TASK PROMPT
Every line in the data below from the one containing "pub struct ChaincodeInput" down to the one containing "produced by the enclave", both included, must be retyped exactly; no other line is to appear.

DATA TO USE
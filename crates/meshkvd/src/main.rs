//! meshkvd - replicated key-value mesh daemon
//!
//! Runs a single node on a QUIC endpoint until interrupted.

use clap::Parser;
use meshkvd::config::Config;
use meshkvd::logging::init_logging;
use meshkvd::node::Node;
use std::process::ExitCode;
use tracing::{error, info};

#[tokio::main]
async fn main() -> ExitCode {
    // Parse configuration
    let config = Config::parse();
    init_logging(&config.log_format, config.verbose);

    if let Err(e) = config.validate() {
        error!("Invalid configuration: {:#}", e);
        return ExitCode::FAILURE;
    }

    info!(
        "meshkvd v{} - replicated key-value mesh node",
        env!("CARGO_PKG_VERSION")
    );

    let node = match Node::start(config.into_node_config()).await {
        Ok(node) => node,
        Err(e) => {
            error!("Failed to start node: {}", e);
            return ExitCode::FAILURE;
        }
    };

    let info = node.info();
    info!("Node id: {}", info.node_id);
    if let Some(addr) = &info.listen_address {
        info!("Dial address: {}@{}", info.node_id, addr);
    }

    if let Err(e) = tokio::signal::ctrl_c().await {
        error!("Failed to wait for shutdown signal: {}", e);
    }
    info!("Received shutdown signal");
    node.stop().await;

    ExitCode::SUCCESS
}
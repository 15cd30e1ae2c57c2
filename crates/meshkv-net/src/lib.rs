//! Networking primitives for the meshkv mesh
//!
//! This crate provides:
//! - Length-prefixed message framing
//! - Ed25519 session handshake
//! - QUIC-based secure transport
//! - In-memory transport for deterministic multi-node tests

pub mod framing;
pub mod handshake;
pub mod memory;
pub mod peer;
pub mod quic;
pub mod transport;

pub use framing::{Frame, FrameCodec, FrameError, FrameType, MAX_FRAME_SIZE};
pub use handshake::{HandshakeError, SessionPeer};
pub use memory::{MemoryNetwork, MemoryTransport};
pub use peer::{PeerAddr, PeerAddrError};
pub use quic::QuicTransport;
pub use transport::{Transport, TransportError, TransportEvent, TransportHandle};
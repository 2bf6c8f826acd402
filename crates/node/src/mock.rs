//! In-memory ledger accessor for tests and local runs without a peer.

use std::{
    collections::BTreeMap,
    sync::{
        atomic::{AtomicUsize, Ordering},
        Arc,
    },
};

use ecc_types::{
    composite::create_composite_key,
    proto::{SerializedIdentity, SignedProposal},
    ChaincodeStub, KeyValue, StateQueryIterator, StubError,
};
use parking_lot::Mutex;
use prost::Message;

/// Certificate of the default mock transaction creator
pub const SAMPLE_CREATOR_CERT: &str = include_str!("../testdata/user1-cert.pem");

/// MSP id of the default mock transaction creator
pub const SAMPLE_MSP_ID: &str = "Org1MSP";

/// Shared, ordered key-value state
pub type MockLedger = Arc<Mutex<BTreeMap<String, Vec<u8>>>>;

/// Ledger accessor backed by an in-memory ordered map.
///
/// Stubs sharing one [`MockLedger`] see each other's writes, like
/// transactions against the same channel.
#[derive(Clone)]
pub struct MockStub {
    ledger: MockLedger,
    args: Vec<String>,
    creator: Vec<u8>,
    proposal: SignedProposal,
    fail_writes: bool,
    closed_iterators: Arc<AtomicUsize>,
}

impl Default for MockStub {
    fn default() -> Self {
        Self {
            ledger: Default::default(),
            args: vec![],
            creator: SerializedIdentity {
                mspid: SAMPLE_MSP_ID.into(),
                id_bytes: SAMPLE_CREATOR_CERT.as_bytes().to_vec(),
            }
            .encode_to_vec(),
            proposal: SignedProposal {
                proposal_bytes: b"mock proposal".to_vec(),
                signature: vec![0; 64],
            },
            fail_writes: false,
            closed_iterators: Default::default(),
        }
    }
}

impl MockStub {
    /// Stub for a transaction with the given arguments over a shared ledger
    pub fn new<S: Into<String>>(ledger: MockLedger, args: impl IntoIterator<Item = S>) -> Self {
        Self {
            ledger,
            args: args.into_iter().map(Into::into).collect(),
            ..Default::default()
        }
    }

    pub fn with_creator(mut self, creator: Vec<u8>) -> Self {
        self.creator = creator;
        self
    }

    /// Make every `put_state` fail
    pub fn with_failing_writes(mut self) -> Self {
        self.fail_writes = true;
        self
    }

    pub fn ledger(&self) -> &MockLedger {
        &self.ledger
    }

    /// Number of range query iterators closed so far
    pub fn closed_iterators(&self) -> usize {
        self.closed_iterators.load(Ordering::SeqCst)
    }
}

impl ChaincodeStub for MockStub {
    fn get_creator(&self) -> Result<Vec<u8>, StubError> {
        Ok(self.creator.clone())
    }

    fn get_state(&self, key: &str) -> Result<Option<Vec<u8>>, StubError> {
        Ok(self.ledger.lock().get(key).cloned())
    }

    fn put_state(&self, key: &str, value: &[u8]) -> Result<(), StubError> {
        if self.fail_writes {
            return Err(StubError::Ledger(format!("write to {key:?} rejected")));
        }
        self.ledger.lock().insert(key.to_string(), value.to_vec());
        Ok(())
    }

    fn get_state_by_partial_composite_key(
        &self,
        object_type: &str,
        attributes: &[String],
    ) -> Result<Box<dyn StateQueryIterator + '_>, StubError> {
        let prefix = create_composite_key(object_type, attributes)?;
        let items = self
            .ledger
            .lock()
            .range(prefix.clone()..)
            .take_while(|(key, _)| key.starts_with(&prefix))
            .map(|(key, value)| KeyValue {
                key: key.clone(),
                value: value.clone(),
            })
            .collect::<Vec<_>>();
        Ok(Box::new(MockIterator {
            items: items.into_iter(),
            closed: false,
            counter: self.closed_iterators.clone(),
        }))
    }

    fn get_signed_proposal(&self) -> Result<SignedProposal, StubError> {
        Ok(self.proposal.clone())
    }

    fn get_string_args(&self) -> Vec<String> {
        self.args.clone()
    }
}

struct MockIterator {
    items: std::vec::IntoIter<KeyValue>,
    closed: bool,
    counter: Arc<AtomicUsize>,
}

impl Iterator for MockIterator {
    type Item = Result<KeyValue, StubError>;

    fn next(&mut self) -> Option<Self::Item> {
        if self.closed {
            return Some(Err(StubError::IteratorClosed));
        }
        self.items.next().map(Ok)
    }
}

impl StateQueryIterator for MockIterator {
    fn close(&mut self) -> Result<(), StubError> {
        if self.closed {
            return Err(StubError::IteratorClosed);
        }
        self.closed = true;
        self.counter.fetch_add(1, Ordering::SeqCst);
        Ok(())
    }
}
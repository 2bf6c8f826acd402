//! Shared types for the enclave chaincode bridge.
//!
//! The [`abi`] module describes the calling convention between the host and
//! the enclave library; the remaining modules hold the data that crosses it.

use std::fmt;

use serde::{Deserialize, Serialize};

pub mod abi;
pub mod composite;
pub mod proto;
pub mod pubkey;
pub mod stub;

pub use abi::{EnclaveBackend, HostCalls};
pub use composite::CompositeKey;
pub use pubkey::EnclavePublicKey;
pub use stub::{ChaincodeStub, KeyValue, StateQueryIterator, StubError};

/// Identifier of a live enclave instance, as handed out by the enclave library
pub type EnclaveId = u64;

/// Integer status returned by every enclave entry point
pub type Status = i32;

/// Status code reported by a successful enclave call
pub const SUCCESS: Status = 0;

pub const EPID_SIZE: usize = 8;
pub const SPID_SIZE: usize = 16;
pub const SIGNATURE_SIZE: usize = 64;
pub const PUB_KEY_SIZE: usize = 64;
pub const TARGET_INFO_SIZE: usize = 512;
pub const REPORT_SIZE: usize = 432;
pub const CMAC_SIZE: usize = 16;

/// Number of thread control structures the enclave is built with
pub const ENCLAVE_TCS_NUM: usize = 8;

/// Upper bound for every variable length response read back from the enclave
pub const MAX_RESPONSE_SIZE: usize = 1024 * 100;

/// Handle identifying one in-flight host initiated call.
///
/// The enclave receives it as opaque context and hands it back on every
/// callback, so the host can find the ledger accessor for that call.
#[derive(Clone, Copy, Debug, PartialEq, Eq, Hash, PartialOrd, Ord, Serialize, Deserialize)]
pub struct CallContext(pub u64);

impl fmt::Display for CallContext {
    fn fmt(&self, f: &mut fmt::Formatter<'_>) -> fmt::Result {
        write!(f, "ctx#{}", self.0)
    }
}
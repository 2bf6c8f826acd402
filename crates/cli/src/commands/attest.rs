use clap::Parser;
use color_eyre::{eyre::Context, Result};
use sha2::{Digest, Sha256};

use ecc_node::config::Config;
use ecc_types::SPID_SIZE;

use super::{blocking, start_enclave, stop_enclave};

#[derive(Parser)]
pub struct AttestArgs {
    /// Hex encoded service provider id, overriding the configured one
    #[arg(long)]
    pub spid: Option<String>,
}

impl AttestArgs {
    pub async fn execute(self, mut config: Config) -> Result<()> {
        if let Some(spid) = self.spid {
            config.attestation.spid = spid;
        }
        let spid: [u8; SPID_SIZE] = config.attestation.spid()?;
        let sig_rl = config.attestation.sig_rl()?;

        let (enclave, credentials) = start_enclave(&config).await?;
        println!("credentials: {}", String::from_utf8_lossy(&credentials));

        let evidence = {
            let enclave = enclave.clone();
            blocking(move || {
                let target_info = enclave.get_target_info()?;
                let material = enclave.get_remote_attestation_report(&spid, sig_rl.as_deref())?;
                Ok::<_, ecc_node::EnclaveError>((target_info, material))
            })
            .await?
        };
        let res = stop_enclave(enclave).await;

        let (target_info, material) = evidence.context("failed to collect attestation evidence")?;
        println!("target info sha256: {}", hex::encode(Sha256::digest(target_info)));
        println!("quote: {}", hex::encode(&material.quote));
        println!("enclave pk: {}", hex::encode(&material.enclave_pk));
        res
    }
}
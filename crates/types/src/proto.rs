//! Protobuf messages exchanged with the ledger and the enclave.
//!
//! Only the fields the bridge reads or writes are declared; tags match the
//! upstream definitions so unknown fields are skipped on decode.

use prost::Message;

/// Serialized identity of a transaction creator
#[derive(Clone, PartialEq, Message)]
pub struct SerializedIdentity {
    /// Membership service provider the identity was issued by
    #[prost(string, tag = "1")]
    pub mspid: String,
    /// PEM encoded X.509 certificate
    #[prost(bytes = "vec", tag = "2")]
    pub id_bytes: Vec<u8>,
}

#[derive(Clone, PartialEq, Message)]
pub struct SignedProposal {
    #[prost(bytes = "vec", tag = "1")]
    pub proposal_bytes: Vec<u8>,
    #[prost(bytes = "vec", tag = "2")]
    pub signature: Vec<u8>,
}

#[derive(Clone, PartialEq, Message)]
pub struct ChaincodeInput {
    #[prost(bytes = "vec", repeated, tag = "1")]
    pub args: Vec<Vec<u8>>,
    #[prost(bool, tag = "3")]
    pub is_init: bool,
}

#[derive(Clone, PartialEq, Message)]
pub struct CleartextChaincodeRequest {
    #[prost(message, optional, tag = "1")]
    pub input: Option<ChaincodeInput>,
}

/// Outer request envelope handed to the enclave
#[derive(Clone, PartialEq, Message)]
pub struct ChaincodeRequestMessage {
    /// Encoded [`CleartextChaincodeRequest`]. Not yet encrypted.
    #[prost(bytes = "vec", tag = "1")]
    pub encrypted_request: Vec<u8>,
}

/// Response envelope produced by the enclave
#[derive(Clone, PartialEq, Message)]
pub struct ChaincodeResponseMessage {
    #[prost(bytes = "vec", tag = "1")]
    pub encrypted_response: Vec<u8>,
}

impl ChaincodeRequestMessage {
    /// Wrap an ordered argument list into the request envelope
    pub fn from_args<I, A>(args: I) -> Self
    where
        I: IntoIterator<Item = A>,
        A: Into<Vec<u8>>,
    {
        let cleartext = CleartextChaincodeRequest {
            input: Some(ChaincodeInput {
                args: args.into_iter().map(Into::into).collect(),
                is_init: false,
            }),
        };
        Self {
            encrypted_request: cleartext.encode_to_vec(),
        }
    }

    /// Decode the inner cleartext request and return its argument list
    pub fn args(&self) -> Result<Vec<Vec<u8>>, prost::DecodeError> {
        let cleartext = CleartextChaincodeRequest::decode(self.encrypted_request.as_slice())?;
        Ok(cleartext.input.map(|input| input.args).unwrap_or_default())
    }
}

TASK RESPONSE
pub struct ChaincodeInput {
    #[prost(bytes = "vec", repeated, tag = "1")]
    pub args: Vec<Vec<u8>>,
    #[prost(bool, tag = "3")]
    pub is_init: bool,
}

#[derive(Clone, PartialEq, Message)]
pub struct CleartextChaincodeRequest {
    #[prost(message, optional, tag = "1")]
    pub input: Option<ChaincodeInput>,
}

/// Outer request envelope handed to the enclave
#[derive(Clone, PartialEq, Message)]
pub struct ChaincodeRequestMessage {
    /// Encoded [`CleartextChaincodeRequest`]. Not yet encrypted.
    #[prost(bytes = "vec", tag = "1")]
    pub encrypted_request: Vec<u8>,
}

/// Response envelope produced by the enclave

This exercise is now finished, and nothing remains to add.